Each entry, from beginning to end, is to be transcribed verbatim.

(Saved entries)
---

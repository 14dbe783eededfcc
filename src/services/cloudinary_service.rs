use async_trait::async_trait;
use serde::Deserialize;

use crate::config::CloudinaryConfig;
use crate::utils::AppError;

/// Armazena uma imagem e devolve a URL pública
#[async_trait]
pub trait ImageUploader: Send + Sync {
    async fn upload(&self, data_uri: &str) -> Result<String, AppError>;
}

#[derive(Debug, Deserialize)]
struct UploadResponse {
    secure_url: Option<String>,
}

pub struct CloudinaryClient {
    http: reqwest::Client,
    upload_url: String,
    upload_preset: String,
    folder: Option<String>,
}

impl CloudinaryClient {
    pub fn new(config: &CloudinaryConfig) -> Self {
        Self {
            http: reqwest::Client::new(),
            upload_url: format!(
                "{}/v1_1/{}/image/upload",
                config.base_url.trim_end_matches('/'),
                config.cloud_name
            ),
            upload_preset: config.upload_preset.clone(),
            folder: config.folder.clone(),
        }
    }

    pub fn is_configured(&self) -> bool {
        !self.upload_preset.is_empty() && !self.upload_url.contains("/v1_1//")
    }
}

#[async_trait]
impl ImageUploader for CloudinaryClient {
    async fn upload(&self, data_uri: &str) -> Result<String, AppError> {
        if !self.is_configured() {
            return Err(AppError::Internal("Cloudinary is not configured".to_string()));
        }

        log::info!("☁️  Uploading assistant image ({} bytes encoded)", data_uri.len());

        let mut form = vec![
            ("file", data_uri),
            ("upload_preset", self.upload_preset.as_str()),
        ];
        if let Some(folder) = &self.folder {
            form.push(("folder", folder.as_str()));
        }

        let response = self
            .http
            .post(&self.upload_url)
            .form(&form)
            .send()
            .await
            .map_err(|e| AppError::UpstreamError(format!("Failed to reach Cloudinary: {}", e)))?;

        if !response.status().is_success() {
            return Err(AppError::UpstreamError(format!(
                "Cloudinary upload failed: {}",
                response.status()
            )));
        }

        let uploaded: UploadResponse = response
            .json()
            .await
            .map_err(|e| AppError::UpstreamError(format!("Failed to parse Cloudinary response: {}", e)))?;

        uploaded
            .secure_url
            .ok_or_else(|| AppError::UpstreamError("Cloudinary response has no secure_url".to_string()))
    }
}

---

▶ **ANSWER TO THIS TASK**
repository 14dbe783eededfcc
filename src/services/cloudinary_service.rs
use async_trait::async_trait;
use serde::Deserialize;

use crate::config::CloudinaryConfig;
use crate::utils::AppError;

/// Armazena uma imagem e devolve a URL pública
#[async_trait]
pub trait ImageUploader: Send + Sync {
    async fn upload(&self, data_uri: &str) -> Result<String, AppError>;
}

#[derive(Debug, Deserialize)]
struct UploadResponse {
    secure_url: Option<String>,
}

pub struct CloudinaryClient {
    http: reqwest::Client,
    upload_url: String,
    upload_preset: String,
    folder: Option<String>,
}

impl CloudinaryClient {
    pub fn new(config: &CloudinaryConfig) -> Self {
        Self {
            http: reqwest::Client::new(),
            upload_url: format!(
                "{}/v1_1/{}/image/upload",
                config.base_url.trim_end_matches('/'),
                config.cloud_name
            ),
            upload_preset: config.upload_preset.clone(),
            folder: config.folder.clone(),
        }
    }

    pub fn is_configured(&self) -> bool {
        !self.upload_preset.is_empty() && !self.upload_url.contains("/v1_1//")
    }
}

#[async_trait]
impl ImageUploader for CloudinaryClient {
    async fn upload(&self, data_uri: &str) -> Result<String, AppError> {
        if !self.is_configured() {
            return Err(AppError::Internal("Cloudinary is not configured".to_string()));
        }

        log::info!("☁️  Uploading assistant image ({} bytes encoded)", data_uri.len());

        let mut form = vec![
            ("file", data_uri),
            ("upload_preset", self.upload_preset.as_str()),
        ];
        if let Some(folder) = &self.folder {
            form.push(("folder", folder.as_str()));
        }

        let response = self
            .http
            .post(&self.upload_url)
            .form(&form)
            .send()
            .await
            .map_err(|e| AppError::UpstreamError(format!("Failed to reach Cloudinary: {}", e)))?;

        if !response.status().is_success() {
            return Err(AppError::UpstreamError(format!(
                "Cloudinary upload failed: {}",
                response.status()
            )));
        }

        let uploaded: UploadResponse = response
            .json()
            .await
            .map_err(|e| AppError::UpstreamError(format!("Failed to parse Cloudinary response: {}", e)))?;

        uploaded
            .secure_url
            .ok_or_else(|| AppError::UpstreamError("Cloudinary response has no secure_url".to_string()))
    }
}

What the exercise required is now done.